** Material for this task follows **

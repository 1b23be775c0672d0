//! Animation identifiers

use std::fmt;
use std::sync::atomic::{AtomicU64, Ordering};

static NEXT_ID: AtomicU64 = AtomicU64::new(1);

/// Process-unique id issued to every multiplexer and step
#[derive(Clone, Copy, Debug, PartialEq, Eq, Hash, PartialOrd, Ord)]
pub struct AnimationId(u64);

impl AnimationId {
    /// Allocate a fresh id
    pub fn next() -> Self {
        Self(NEXT_ID.fetch_add(1, Ordering::Relaxed))
    }

    pub fn raw(self) -> u64 {
        self.0
    }
}

impl fmt::Display for AnimationId {
    fn fmt(&self, f: &mut fmt::Formatter<'_>) -> fmt::Result {
        write!(f, "anim#{}", self.0)
    }
}
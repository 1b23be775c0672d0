//! Layout parameter descriptors

/// Intended size of a view along one axis
#[derive(Clone, Copy, Debug, Default, PartialEq, Eq)]
pub enum Dimension {
    /// The view keeps whatever size it was given explicitly
    #[default]
    Unset,
    /// Take the parent's resolved size along this axis
    MatchParent,
}

/// How a view wants to be sized by the layout pass
#[derive(Clone, Copy, Debug, Default, PartialEq, Eq)]
pub struct LayoutParams {
    pub width: Dimension,
    pub height: Dimension,
}

impl LayoutParams {
    pub fn new(width: Dimension, height: Dimension) -> Self {
        Self { width, height }
    }

    /// Match the parent on both axes
    pub fn match_parent() -> Self {
        Self::new(Dimension::MatchParent, Dimension::MatchParent)
    }

    pub fn match_parent_width() -> Self {
        Self::new(Dimension::MatchParent, Dimension::Unset)
    }

    pub fn match_parent_height() -> Self {
        Self::new(Dimension::Unset, Dimension::MatchParent)
    }
}
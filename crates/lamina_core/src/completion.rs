//! Resolve-once completion handles
//!
//! A [`Completion`] represents in-flight work that finishes on some later
//! frame (e.g. an entrance animation). Clones share the same state. It can be
//! polled with [`Completion::is_resolved`] from a frame loop or awaited as a
//! `Future`.
//!
//! There is no cancellation: dropping every handle does not stop the
//! underlying work.

use std::cell::{Cell, RefCell};
use std::fmt;
use std::future::Future;
use std::pin::Pin;
use std::rc::Rc;
use std::task::{Context, Poll, Waker};

#[derive(Default)]
struct Shared {
    resolved: Cell<bool>,
    wakers: RefCell<Vec<Waker>>,
}

/// Shared, resolve-once completion signal
#[derive(Clone, Default)]
pub struct Completion {
    shared: Rc<Shared>,
}

impl Completion {
    /// A pending completion
    pub fn new() -> Self {
        Self::default()
    }

    /// A completion that is already resolved
    pub fn resolved() -> Self {
        let completion = Self::new();
        completion.resolve();
        completion
    }

    /// Mark as resolved and wake any awaiting tasks. Later calls do nothing.
    pub fn resolve(&self) {
        if self.shared.resolved.replace(true) {
            return;
        }
        let wakers = std::mem::take(&mut *self.shared.wakers.borrow_mut());
        for waker in wakers {
            waker.wake();
        }
    }

    pub fn is_resolved(&self) -> bool {
        self.shared.resolved.get()
    }

    /// True if both handles share the same state
    pub fn ptr_eq(&self, other: &Completion) -> bool {
        Rc::ptr_eq(&self.shared, &other.shared)
    }
}

impl fmt::Debug for Completion {
    fn fmt(&self, f: &mut fmt::Formatter<'_>) -> fmt::Result {
        f.debug_struct("Completion")
            .field("resolved", &self.is_resolved())
            .finish()
    }
}

impl Future for Completion {
    type Output = ();

    fn poll(self: Pin<&mut Self>, cx: &mut Context<'_>) -> Poll<()> {
        if self.is_resolved() {
            return Poll::Ready(());
        }
        let mut wakers = self.shared.wakers.borrow_mut();
        if !wakers.iter().any(|w| w.will_wake(cx.waker())) {
            wakers.push(cx.waker().clone());
        }
        Poll::Pending
    }
}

** End of Material for this task **

* _Task statement_:
Could you retype all of the entries, leaving every character unchanged?

* _Exercise result_:
repository 1b23be775c0672d0
//! Animation identifiers

use std::fmt;
use std::sync::atomic::{AtomicU64, Ordering};

static NEXT_ID: AtomicU64 = AtomicU64::new(1);

/// Process-unique id issued to every multiplexer and step
#[derive(Clone, Copy, Debug, PartialEq, Eq, Hash, PartialOrd, Ord)]
pub struct AnimationId(u64);

impl AnimationId {
    /// Allocate a fresh id
    pub fn next() -> Self {
        Self(NEXT_ID.fetch_add(1, Ordering::Relaxed))
    }

    pub fn raw(self) -> u64 {
        self.0
    }
}

impl fmt::Display for AnimationId {
    fn fmt(&self, f: &mut fmt::Formatter<'_>) -> fmt::Result {
        write!(f, "anim#{}", self.0)
    }
}
repository 1b23be775c0672d0
//! Layout parameter descriptors

/// Intended size of a view along one axis
#[derive(Clone, Copy, Debug, Default, PartialEq, Eq)]
pub enum Dimension {
    /// The view keeps whatever size it was given explicitly
    #[default]
    Unset,
    /// Take the parent's resolved size along this axis
    MatchParent,
}

/// How a view wants to be sized by the layout pass
#[derive(Clone, Copy, Debug, Default, PartialEq, Eq)]
pub struct LayoutParams {
    pub width: Dimension,
    pub height: Dimension,
}

impl LayoutParams {
    pub fn new(width: Dimension, height: Dimension) -> Self {
        Self { width, height }
    }

    /// Match the parent on both axes
    pub fn match_parent() -> Self {
        Self::new(Dimension::MatchParent, Dimension::MatchParent)
    }

    pub fn match_parent_width() -> Self {
        Self::new(Dimension::MatchParent, Dimension::Unset)
    }

    pub fn match_parent_height() -> Self {
        Self::new(Dimension::Unset, Dimension::MatchParent)
    }
}
filename crates/lamina_core/src/completion.rs
//! Resolve-once completion handles
//!
//! A [`Completion`] represents in-flight work that finishes on some later
//! frame (e.g. an entrance animation). Clones share the same state. It can be
//! polled with [`Completion::is_resolved`] from a frame loop or awaited as a
//! `Future`.
//!
//! There is no cancellation: dropping every handle does not stop the
//! underlying work.

use std::cell::{Cell, RefCell};
use std::fmt;
use std::future::Future;
use std::pin::Pin;
use std::rc::Rc;
use std::task::{Context, Poll, Waker};

#[derive(Default)]
struct Shared {
    resolved: Cell<bool>,
    wakers: RefCell<Vec<Waker>>,
}

/// Shared, resolve-once completion signal
#[derive(Clone, Default)]
pub struct Completion {
    shared: Rc<Shared>,
}

impl Completion {
    /// A pending completion
    pub fn new() -> Self {
        Self::default()
    }

    /// A completion that is already resolved
    pub fn resolved() -> Self {
        let completion = Self::new();
        completion.resolve();
        completion
    }

    /// Mark as resolved and wake any awaiting tasks. Later calls do nothing.
    pub fn resolve(&self) {
        if self.shared.resolved.replace(true) {
            return;
        }
        let wakers = std::mem::take(&mut *self.shared.wakers.borrow_mut());
        for waker in wakers {
            waker.wake();
        }
    }

    pub fn is_resolved(&self) -> bool {
        self.shared.resolved.get()
    }

    /// True if both handles share the same state
    pub fn ptr_eq(&self, other: &Completion) -> bool {
        Rc::ptr_eq(&self.shared, &other.shared)
    }
}

impl fmt::Debug for Completion {
    fn fmt(&self, f: &mut fmt::Formatter<'_>) -> fmt::Result {
        f.debug_struct("Completion")
            .field("resolved", &self.is_resolved())
            .finish()
    }
}

impl Future for Completion {
    type Output = ();

    fn poll(self: Pin<&mut Self>, cx: &mut Context<'_>) -> Poll<()> {
        if self.is_resolved() {
            return Poll::Ready(());
        }
        let mut wakers = self.shared.wakers.borrow_mut();
        if !wakers.iter().any(|w| w.will_wake(cx.waker())) {
            wakers.push(cx.waker().clone());
        }
        Poll::Pending
    }
}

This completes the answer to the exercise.